- _TASK PROMPT_: Write each line again exactly as it is, from the opening line of the records below through the one containing "and never draw.", and add nothing.
GIVEN DATA section start
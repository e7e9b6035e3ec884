//! Integer points and inclusive axis-aligned rectangles

use serde::{Deserialize, Serialize};

/// A pixel coordinate
#[derive(Debug, Clone, Copy, PartialEq, Eq, Hash, Default, Serialize, Deserialize)]
pub struct Point {
    pub x: i32,
    pub y: i32,
}

impl Point {
    #[inline]
    pub const fn new(x: i32, y: i32) -> Self {
        Self { x, y }
    }
}

/// Rectangle with inclusive corners.
///
/// A rectangle is valid when `upper_left` is not right of or below
/// `lower_right`. Invalid rectangles have no area and never draw.
#[derive(Debug, Clone, Copy, PartialEq, Eq, Hash, Serialize, Deserialize)]
pub struct Rect {
    pub upper_left: Point,
    pub lower_right: Point,
}

impl Rect {
    /// Canonical "no intersection" result
    pub const INVALID: Rect = Rect::new(Point::new(0, 0), Point::new(-1, -1));

    #[inline]
    pub const fn new(upper_left: Point, lower_right: Point) -> Self {
        Self {
            upper_left,
            lower_right,
        }
    }

    /// Rectangle from an origin and a size; a non-positive size gives an invalid rect.
    /// Edges past `i32::MAX` are cut off there.
    pub fn from_xywh(x: i32, y: i32, width: i32, height: i32) -> Self {
        if width <= 0 || height <= 0 {
            return Rect::INVALID;
        }
        Self::new(
            Point::new(x, y),
            Point::new(x.saturating_add(width - 1), y.saturating_add(height - 1)),
        )
    }

    /// Width in pixels, saturating at `i32::MAX`
    #[inline]
    pub fn width(&self) -> i32 {
        span(self.upper_left.x, self.lower_right.x)
    }

    /// Height in pixels, saturating at `i32::MAX`
    #[inline]
    pub fn height(&self) -> i32 {
        span(self.upper_left.y, self.lower_right.y)
    }

    #[inline]
    pub fn is_valid(&self) -> bool {
        self.upper_left.x <= self.lower_right.x && self.upper_left.y <= self.lower_right.y
    }

    /// Overlapping area, or [`Rect::INVALID`] when there is none
    pub fn intersection(&self, other: &Rect) -> Rect {
        if !self.is_valid() || !other.is_valid() {
            return Rect::INVALID;
        }

        let result = Rect::new(
            Point::new(
                self.upper_left.x.max(other.upper_left.x),
                self.upper_left.y.max(other.upper_left.y),
            ),
            Point::new(
                self.lower_right.x.min(other.lower_right.x),
                self.lower_right.y.min(other.lower_right.y),
            ),
        );

        if result.is_valid() {
            result
        } else {
            Rect::INVALID
        }
    }

    /// True if `other` lies entirely inside this rectangle
    pub fn contains_rect(&self, other: &Rect) -> bool {
        self.is_valid()
            && other.is_valid()
            && other.upper_left.x >= self.upper_left.x
            && other.upper_left.y >= self.upper_left.y
            && other.lower_right.x <= self.lower_right.x
            && other.lower_right.y <= self.lower_right.y
    }

    #[inline]
    pub fn contains_point(&self, p: Point) -> bool {
        p.x >= self.upper_left.x
            && p.x <= self.lower_right.x
            && p.y >= self.upper_left.y
            && p.y <= self.lower_right.y
    }

    pub fn overlaps(&self, other: &Rect) -> bool {
        self.intersection(other).is_valid()
    }

    /// Same size, moved by (dx, dy)
    pub fn translate(&self, dx: i32, dy: i32) -> Rect {
        Rect::new(
            Point::new(
                self.upper_left.x.saturating_add(dx),
                self.upper_left.y.saturating_add(dy),
            ),
            Point::new(
                self.lower_right.x.saturating_add(dx),
                self.lower_right.y.saturating_add(dy),
            ),
        )
    }
}

/// Inclusive pixel count from `lo` to `hi`, saturated into `i32`
#[inline]
fn span(lo: i32, hi: i32) -> i32 {
    let n = i64::from(hi) - i64::from(lo) + 1;
    i32::try_from(n).unwrap_or(if n < 0 { i32::MIN } else { i32::MAX })
}

impl Default for Rect {
    fn default() -> Self {
        Self::INVALID
    }
}

#[cfg(test)]
mod tests {
    use super::*;

    #[test]
    fn test_size_is_inclusive() {
        let r = Rect::from_xywh(2, 3, 4, 5);
        assert_eq!(r.lower_right, Point::new(5, 7));
        assert_eq!(r.width(), 4);
        assert_eq!(r.height(), 5);
        assert!(!Rect::from_xywh(0, 0, 0, 3).is_valid());
    }

    #[test]
    fn test_intersection() {
        let a = Rect::from_xywh(0, 0, 10, 10);
        let b = Rect::from_xywh(5, 5, 10, 10);
        assert_eq!(a.intersection(&b), Rect::from_xywh(5, 5, 5, 5));

        let far = Rect::from_xywh(20, 20, 2, 2);
        assert_eq!(a.intersection(&far), Rect::INVALID);
        assert!(!a.overlaps(&far));
    }

    #[test]
    fn test_intersection_with_invalid_input() {
        let a = Rect::from_xywh(0, 0, 10, 10);
        let bad = Rect::new(Point::new(5, 5), Point::new(2, 2));
        assert!(!a.intersection(&bad).is_valid());
        assert!(!bad.intersection(&a).is_valid());
    }

    #[test]
    fn test_containment() {
        let outer = Rect::from_xywh(0, 0, 10, 10);
        assert!(outer.contains_rect(&Rect::from_xywh(0, 0, 10, 10)));
        assert!(outer.contains_rect(&Rect::from_xywh(3, 3, 2, 2)));
        assert!(!outer.contains_rect(&Rect::from_xywh(8, 8, 3, 3)));
        assert!(!outer.contains_rect(&Rect::INVALID));
        assert!(outer.contains_point(Point::new(9, 9)));
        assert!(!outer.contains_point(Point::new(10, 0)));
    }

    #[test]
    fn test_translate() {
        let r = Rect::from_xywh(1, 1, 2, 2).translate(3, -1);
        assert_eq!(r, Rect::from_xywh(4, 0, 2, 2));
    }

    #[test]
    fn test_extreme_extents_saturate() {
        let wide = Rect::new(Point::new(i32::MIN, 0), Point::new(i32::MAX, 5));
        assert_eq!(wide.width(), i32::MAX);
        assert_eq!(wide.height(), 6);

        let edge = Rect::from_xywh(i32::MAX - 1, 0, 10, 1);
        assert_eq!(edge.lower_right.x, i32::MAX);
        assert_eq!(edge.width(), 2);
        assert!(!Rect::from_xywh(i32::MIN, 0, 0, 1).is_valid());
    }
}
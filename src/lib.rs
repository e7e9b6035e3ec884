//! Software 2D rasterizer and pixel compositor.
//!
//! A [`Canvas`] is an owned RGBA pixel buffer with a scissor rectangle and a
//! [`BlendMode`]. Lines, rectangles, circles and image blits are clipped to
//! the scissor and composited with the active mode; gradients are stepped in
//! 20.12 fixed point. Whole-buffer transforms (fill, flips, rotations,
//! resize) work on the full buffer.
//!
//! ```
//! use softcanvas::{BlendMode, Canvas, Color, Point, Rect};
//!
//! let mut canvas = Canvas::new(64, 48)?;
//! canvas.fill(Color::BLACK);
//! canvas.set_scissor(Rect::from_xywh(8, 8, 48, 32))?;
//! canvas.set_blend_mode(BlendMode::Add);
//! canvas.draw_line(Point::new(0, 0), Point::new(63, 47), Color::WHITE, Color::rgb(255, 0, 0));
//! canvas.draw_circle(Point::new(32, 24), 10, true, [Color::WHITE, Color::BLACK]);
//!
//! assert_eq!(canvas.get_pixel(0, 0), Some(Color::BLACK));
//! # Ok::<(), softcanvas::CanvasError>(())
//! ```

pub mod blend;
pub mod canvas;
pub mod clip;
pub mod color;
pub mod error;
pub mod geometry;
pub mod options;
#[cfg(feature = "sdl")]
pub mod present;

pub use blend::{BlendMode, FixedColor};
pub use canvas::Canvas;
pub use color::Color;
pub use error::{CanvasError, Result};
pub use geometry::{Point, Rect};
pub use options::CanvasOptions;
GIVEN DATA section end
- _RESPONSE_:
repository e7e9b6035e3ec884
//! Integer points and inclusive axis-aligned rectangles

use serde::{Deserialize, Serialize};

/// A pixel coordinate
#[derive(Debug, Clone, Copy, PartialEq, Eq, Hash, Default, Serialize, Deserialize)]
pub struct Point {
    pub x: i32,
    pub y: i32,
}

impl Point {
    #[inline]
    pub const fn new(x: i32, y: i32) -> Self {
        Self { x, y }
    }
}

/// Rectangle with inclusive corners.
///
/// A rectangle is valid when `upper_left` is not right of or below
/// `lower_right`. Invalid rectangles have no area and never draw.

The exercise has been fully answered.